[[ EXERCISE INPUT open ]]
//! Configuration loading
//!
//! Layers explicit values, environment variables, an optional file and
//! built-in fallbacks into a [`tokenrelay_domain::ClientConfig`].

pub mod loader;

// Re-export commonly used items
pub use loader::{load, load_from_file, load_with, resolve, ConfigLayer, PartialConfig};
//! Request and response descriptors carried through the executor

use std::collections::BTreeMap;

use reqwest::Method;
use serde_json::Value;

/// One logical API call, as issued by the caller.
///
/// Header names keep their case; lookups that must ignore case (the
/// `Authorization` header) do so explicitly.
#[derive(Debug, Clone, PartialEq)]
pub struct ApiRequest {
    pub method: Method,
    pub url: String,
    pub headers: BTreeMap<String, String>,
    pub query: Vec<(String, String)>,
    pub body: Option<Value>,
    /// Operation id when the request was resolved from an API description.
    pub operation_id: Option<String>,
}

impl ApiRequest {
    #[must_use]
    pub fn new(method: Method, url: impl Into<String>) -> Self {
        Self {
            method,
            url: url.into(),
            headers: BTreeMap::new(),
            query: Vec::new(),
            body: None,
            operation_id: None,
        }
    }

    #[must_use]
    pub fn get(url: impl Into<String>) -> Self {
        Self::new(Method::GET, url)
    }

    #[must_use]
    pub fn post(url: impl Into<String>) -> Self {
        Self::new(Method::POST, url)
    }

    #[must_use]
    pub fn with_header(mut self, name: impl Into<String>, value: impl Into<String>) -> Self {
        self.headers.insert(name.into(), value.into());
        self
    }

    #[must_use]
    pub fn with_query(mut self, name: impl Into<String>, value: impl Into<String>) -> Self {
        self.query.push((name.into(), value.into()));
        self
    }

    #[must_use]
    pub fn with_json(mut self, body: Value) -> Self {
        self.body = Some(body);
        self
    }

    /// Case-insensitive header lookup.
    #[must_use]
    pub fn header(&self, name: &str) -> Option<&str> {
        self.headers
            .iter()
            .find(|(key, _)| key.eq_ignore_ascii_case(name))
            .map(|(_, value)| value.as_str())
    }
}

/// Raw transport response.
#[derive(Debug, Clone, PartialEq, Eq)]
pub struct ApiResponse {
    pub status: u16,
    pub headers: BTreeMap<String, String>,
    pub body: String,
}

impl ApiResponse {
    #[must_use]
    pub fn new(status: u16, body: impl Into<String>) -> Self {
        Self { status, headers: BTreeMap::new(), body: body.into() }
    }

    #[must_use]
    pub const fn is_success(&self) -> bool {
        self.status >= 200 && self.status < 300
    }

    /// Decoded body: `Null` when empty, the parsed JSON when it parses, the
    /// raw text as a JSON string otherwise.
    #[must_use]
    pub fn payload(&self) -> Value {
        if self.body.trim().is_empty() {
            return Value::Null;
        }
        serde_json::from_str(&self.body).unwrap_or_else(|_| Value::String(self.body.clone()))
    }
}
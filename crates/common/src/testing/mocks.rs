//! Mock implementations of the auth traits

use std::collections::VecDeque;
use std::sync::atomic::{AtomicUsize, Ordering};
use std::time::Duration;

use async_trait::async_trait;
use parking_lot::Mutex;

use crate::auth::{
    AuthError, Credential, CredentialSource, OAuthClientError, OAuthClientTrait, OAuthError,
    TokenResponse,
};

/// Scripted reply of [`MockOAuthClient`].
#[derive(Debug, Clone)]
enum Scripted {
    Issue(TokenResponse),
    Reject { status: u16, error: String },
}

/// Mock OAuth client.
///
/// Replies are taken from a queue; once it is empty every call issues
/// `refreshed-access-<n>` valid for an hour.
#[derive(Debug, Default)]
pub struct MockOAuthClient {
    script: Mutex<VecDeque<Scripted>>,
    seen: Mutex<Vec<String>>,
    calls: AtomicUsize,
    delay: Option<Duration>,
}

impl MockOAuthClient {
    #[must_use]
    pub fn new() -> Self {
        Self::default()
    }

    /// Sleep this long inside every exchange.
    #[must_use]
    pub fn with_delay(mut self, delay: Duration) -> Self {
        self.delay = Some(delay);
        self
    }

    pub fn push_response(&self, response: TokenResponse) {
        self.script.lock().push_back(Scripted::Issue(response));
    }

    /// Queue an OAuth error body with `status`.
    pub fn push_rejection(&self, status: u16, error: &str) {
        self.script.lock().push_back(Scripted::Reject { status, error: error.to_string() });
    }

    /// Number of exchanges attempted.
    #[must_use]
    pub fn calls(&self) -> usize {
        self.calls.load(Ordering::SeqCst)
    }

    /// Refresh tokens presented, in call order.
    #[must_use]
    pub fn seen_refresh_tokens(&self) -> Vec<String> {
        self.seen.lock().clone()
    }
}

#[async_trait]
impl OAuthClientTrait for MockOAuthClient {
    async fn refresh_access_token(
        &self,
        refresh_token: &str,
    ) -> Result<TokenResponse, OAuthClientError> {
        let n = self.calls.fetch_add(1, Ordering::SeqCst) + 1;
        self.seen.lock().push(refresh_token.to_string());

        if let Some(delay) = self.delay {
            tokio::time::sleep(delay).await;
        }

        let next = self.script.lock().pop_front();
        match next {
            Some(Scripted::Issue(response)) => Ok(response),
            Some(Scripted::Reject { status, error }) => Err(OAuthClientError::OAuthError {
                status,
                error: OAuthError { error, error_description: None },
            }),
            None => Ok(TokenResponse::new(format!("refreshed-access-{n}"), 3600)),
        }
    }

    fn redirect_uri(&self) -> &str {
        "http://localhost:4321"
    }
}

/// Mock credential source for executor tests.
///
/// Every forced refresh rotates the token to `<base>-<n>`. Failures can be
/// queued for either operation.
#[derive(Debug)]
pub struct MockCredentialSource {
    base: String,
    current: Mutex<Credential>,
    access_failures: Mutex<VecDeque<AuthError>>,
    refresh_failures: Mutex<VecDeque<AuthError>>,
    accesses: AtomicUsize,
    refreshes: AtomicUsize,
}

impl MockCredentialSource {
    #[must_use]
    pub fn new(access_token: &str) -> Self {
        Self {
            base: access_token.to_string(),
            current: Mutex::new(Credential::new("Bearer", access_token)),
            access_failures: Mutex::new(VecDeque::new()),
            refresh_failures: Mutex::new(VecDeque::new()),
            accesses: AtomicUsize::new(0),
            refreshes: AtomicUsize::new(0),
        }
    }

    pub fn fail_next_access(&self, error: AuthError) {
        self.access_failures.lock().push_back(error);
    }

    pub fn fail_next_refresh(&self, error: AuthError) {
        self.refresh_failures.lock().push_back(error);
    }

    #[must_use]
    pub fn accesses(&self) -> usize {
        self.accesses.load(Ordering::SeqCst)
    }

    #[must_use]
    pub fn refreshes(&self) -> usize {
        self.refreshes.load(Ordering::SeqCst)
    }

    #[must_use]
    pub fn current(&self) -> Credential {
        self.current.lock().clone()
    }
}

#[async_trait]
impl CredentialSource for MockCredentialSource {
    async fn access_token(&self) -> Result<Credential, AuthError> {
        self.accesses.fetch_add(1, Ordering::SeqCst);
        let failure = self.access_failures.lock().pop_front();
        match failure {
            Some(error) => Err(error),
            None => Ok(self.current()),
        }
    }

    async fn force_refresh(&self) -> Result<(), AuthError> {
        let n = self.refreshes.fetch_add(1, Ordering::SeqCst) + 1;
        let failure = self.refresh_failures.lock().pop_front();
        if let Some(error) = failure {
            return Err(error);
        }
        self.current.lock().access_token = format!("{}-{n}", self.base);
        Ok(())
    }
}
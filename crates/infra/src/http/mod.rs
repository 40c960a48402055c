//! HTTP transport
//!
//! The executor talks to the network through the [`Transport`] trait;
//! [`HttpTransport`] is the reqwest implementation.

pub mod client;

pub use client::{HttpTransport, HttpTransportBuilder, Transport};
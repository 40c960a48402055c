//! Defaults shared by the configuration loader and the executor.

/// Scheme used when the token endpoint omits `token_type`.
pub const DEFAULT_TOKEN_TYPE: &str = "Bearer";

/// Redirect URI sent with every refresh grant when none is configured.
/// Some authorization servers require it even for non-interactive grants.
pub const DEFAULT_REDIRECT_URI: &str = "http://localhost:4321";
pub const DEFAULT_AUTHORIZE_PATH: &str = "/oauth/authorize";
pub const DEFAULT_ACCESS_TOKEN_PATH: &str = "/oauth/token";

// Retry configuration
pub const DEFAULT_RETRY_BUDGET: u32 = 3;
pub const DEFAULT_RETRY_WAIT_UNIT_MS: u64 = 1000;
pub const DEFAULT_REQUEST_TIMEOUT_MS: u64 = 30_000;

/// Header the executor injects on every outbound call.
pub const AUTHORIZATION_HEADER: &str = "Authorization";
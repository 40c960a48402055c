//! Configuration structures
//!
//! `ClientConfig` is the fully resolved surface consumed by the token
//! authority and the request executor. Resolution (explicit values, the
//! environment, files, fallbacks) lives in `tokenrelay-infra`.

use std::time::Duration;

use serde::{Deserialize, Serialize};

use crate::constants::{
    DEFAULT_ACCESS_TOKEN_PATH, DEFAULT_AUTHORIZE_PATH, DEFAULT_REDIRECT_URI,
    DEFAULT_REQUEST_TIMEOUT_MS, DEFAULT_RETRY_BUDGET, DEFAULT_RETRY_WAIT_UNIT_MS,
};

/// What the executor does with an HTTP 404.
///
/// `PassThrough` hands the raw body back as a non-error result and leaves the
/// interpretation to the caller; `Fail` surfaces it as a terminal error.
#[derive(Debug, Clone, Copy, PartialEq, Eq, Default, Serialize, Deserialize)]
#[serde(rename_all = "snake_case")]
pub enum NotFoundPolicy {
    #[default]
    PassThrough,
    Fail,
}

impl std::str::FromStr for NotFoundPolicy {
    type Err = String;

    fn from_str(s: &str) -> Result<Self, Self::Err> {
        match s.trim().to_ascii_lowercase().as_str() {
            "pass_through" | "passthrough" | "pass-through" => Ok(Self::PassThrough),
            "fail" | "error" => Ok(Self::Fail),
            other => Err(format!("unknown not-found policy: {other}")),
        }
    }
}

/// OAuth settings needed by the refresh-token grant.
#[derive(Debug, Clone, PartialEq, Eq, Serialize, Deserialize)]
pub struct OAuthSettings {
    pub client_id: String,
    pub client_secret: String,
    /// Authorization server origin, e.g. `https://auth.example.com`
    pub base_site: String,
    pub authorize_path: String,
    pub access_token_path: String,
    pub redirect_uri: String,
    /// Seed for every renewal. Kept out of the token store so a store
    /// `clear()` never strands the session.
    pub refresh_token: Option<String>,
}

impl OAuthSettings {
    #[must_use]
    pub fn new(client_id: String, client_secret: String, base_site: String) -> Self {
        Self {
            client_id,
            client_secret,
            base_site,
            authorize_path: DEFAULT_AUTHORIZE_PATH.to_string(),
            access_token_path: DEFAULT_ACCESS_TOKEN_PATH.to_string(),
            redirect_uri: DEFAULT_REDIRECT_URI.to_string(),
            refresh_token: None,
        }
    }

    /// `base_site` joined with `access_token_path`.
    #[must_use]
    pub fn token_url(&self) -> String {
        join_url(&self.base_site, &self.access_token_path)
    }

    /// `base_site` joined with `authorize_path`.
    #[must_use]
    pub fn authorization_url(&self) -> String {
        join_url(&self.base_site, &self.authorize_path)
    }
}

/// Retry and timeout settings for the request executor.
#[derive(Debug, Clone, Copy, PartialEq, Eq, Serialize, Deserialize)]
pub struct RetrySettings {
    /// Number of retries granted to one logical operation.
    pub budget: u32,
    pub wait_unit_ms: u64,
    pub request_timeout_ms: u64,
    pub not_found: NotFoundPolicy,
}

impl Default for RetrySettings {
    fn default() -> Self {
        Self {
            budget: DEFAULT_RETRY_BUDGET,
            wait_unit_ms: DEFAULT_RETRY_WAIT_UNIT_MS,
            request_timeout_ms: DEFAULT_REQUEST_TIMEOUT_MS,
            not_found: NotFoundPolicy::default(),
        }
    }
}

impl RetrySettings {
    #[must_use]
    pub fn wait_unit(&self) -> Duration {
        Duration::from_millis(self.wait_unit_ms)
    }

    #[must_use]
    pub fn request_timeout(&self) -> Duration {
        Duration::from_millis(self.request_timeout_ms)
    }
}

/// Fully resolved client configuration.
#[derive(Debug, Clone, PartialEq, Eq, Serialize, Deserialize)]
pub struct ClientConfig {
    pub oauth: OAuthSettings,
    pub retry: RetrySettings,
    /// Overrides the server address found in the API description.
    pub api_base_url: Option<String>,
    /// Local path or `http(s)://` URL of the API description document.
    pub spec_location: Option<String>,
}

fn join_url(base: &str, path: &str) -> String {
    match (base.ends_with('/'), path.starts_with('/')) {
        (true, true) => format!("{}{}", base.trim_end_matches('/'), path),
        (false, false) if !path.is_empty() => format!("{base}/{path}"),
        _ => format!("{base}{path}"),
    }
}
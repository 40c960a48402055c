//! Token lifecycle shared by TokenRelay crates.
//!
//! - [`auth`]: token stores, the OAuth refresh client, the token authority and
//!   the access token provider
//! - [`time`]: injectable wall clock used for expiry bookkeeping
//! - `testing` (feature `test-utils`): mocks for downstream tests

#![forbid(unsafe_code)]
#![warn(rust_2018_idioms)]
#![warn(clippy::all, clippy::perf, clippy::complexity, clippy::suspicious)]

pub mod auth;
pub mod time;

// Testing utilities
// ---------------------------------------------------------------
#[cfg(any(feature = "test-utils", test))]
pub mod testing;

// Re-export commonly used types and traits for convenience
// ------------------------
pub use auth::{
    AccessTokenProvider, AuthError, Credential, CredentialSource, TokenAuthority, TokenStore,
    TokenStoreError,
};
pub use time::{Clock, SharedClock, SystemClock};
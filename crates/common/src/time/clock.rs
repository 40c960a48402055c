//! Wall-clock abstraction for token expiry bookkeeping
//!
//! Token stores and the file-backed persistence need absolute UTC instants
//! (`updatedAt`, `expires_at`). Passing a [`Clock`] into their constructors
//! lets tests move time forward without sleeping.
//!
//! # Examples
//!
//! ```
//! use std::time::Duration;
//!
//! use tokenrelay_common::time::{Clock, MockClock};
//!
//! let clock = MockClock::new();
//! let start = clock.now();
//! clock.advance(Duration::from_secs(620));
//! assert_eq!((clock.now() - start).num_seconds(), 620);
//! ```

use std::sync::Arc;
use std::time::Duration;

use chrono::{DateTime, Utc};
use parking_lot::Mutex;

/// Source of the current UTC instant.
pub trait Clock: Send + Sync + 'static {
    /// Current wall-clock time.
    fn now(&self) -> DateTime<Utc>;
}

/// Real system clock implementation for production use
#[derive(Debug, Clone, Copy, Default)]
pub struct SystemClock;

impl Clock for SystemClock {
    fn now(&self) -> DateTime<Utc> {
        Utc::now()
    }
}

/// Implement Clock for Arc<T> where T: Clock for convenient cloning
impl<T: Clock> Clock for Arc<T> {
    fn now(&self) -> DateTime<Utc> {
        (**self).now()
    }
}

/// Mock clock for deterministic testing
///
/// Clones share the same underlying instant, so a test can hand one clone to
/// a store and keep another to advance time.
#[derive(Debug, Clone)]
pub struct MockClock {
    now: Arc<Mutex<DateTime<Utc>>>,
}

impl MockClock {
    /// Create a mock clock frozen at the current real time.
    #[must_use]
    pub fn new() -> Self {
        Self::at(Utc::now())
    }

    /// Create a mock clock frozen at `instant`.
    #[must_use]
    pub fn at(instant: DateTime<Utc>) -> Self {
        Self { now: Arc::new(Mutex::new(instant)) }
    }

    /// Move the clock forward.
    pub fn advance(&self, by: Duration) {
        if let Ok(delta) = chrono::Duration::from_std(by) {
            let mut now = self.now.lock();
            *now = now.checked_add_signed(delta).unwrap_or(*now);
        }
    }

    /// Jump to an absolute instant.
    pub fn set(&self, instant: DateTime<Utc>) {
        *self.now.lock() = instant;
    }
}

impl Default for MockClock {
    fn default() -> Self {
        Self::new()
    }
}

impl Clock for MockClock {
    fn now(&self) -> DateTime<Utc> {
        *self.now.lock()
    }
}

/// Shared handle used by stores and providers.
pub type SharedClock = Arc<dyn Clock>;

/// The default production clock as a shared handle.
#[must_use]
pub fn system_clock() -> SharedClock {
    Arc::new(SystemClock)
}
[[ EXERCISE INPUT closed ]]
**TASK DETAILS:** The answer must be the number of lines in the records where the string "MockClock" is found, stated alone.

**PROBLEM SOLUTION:** 6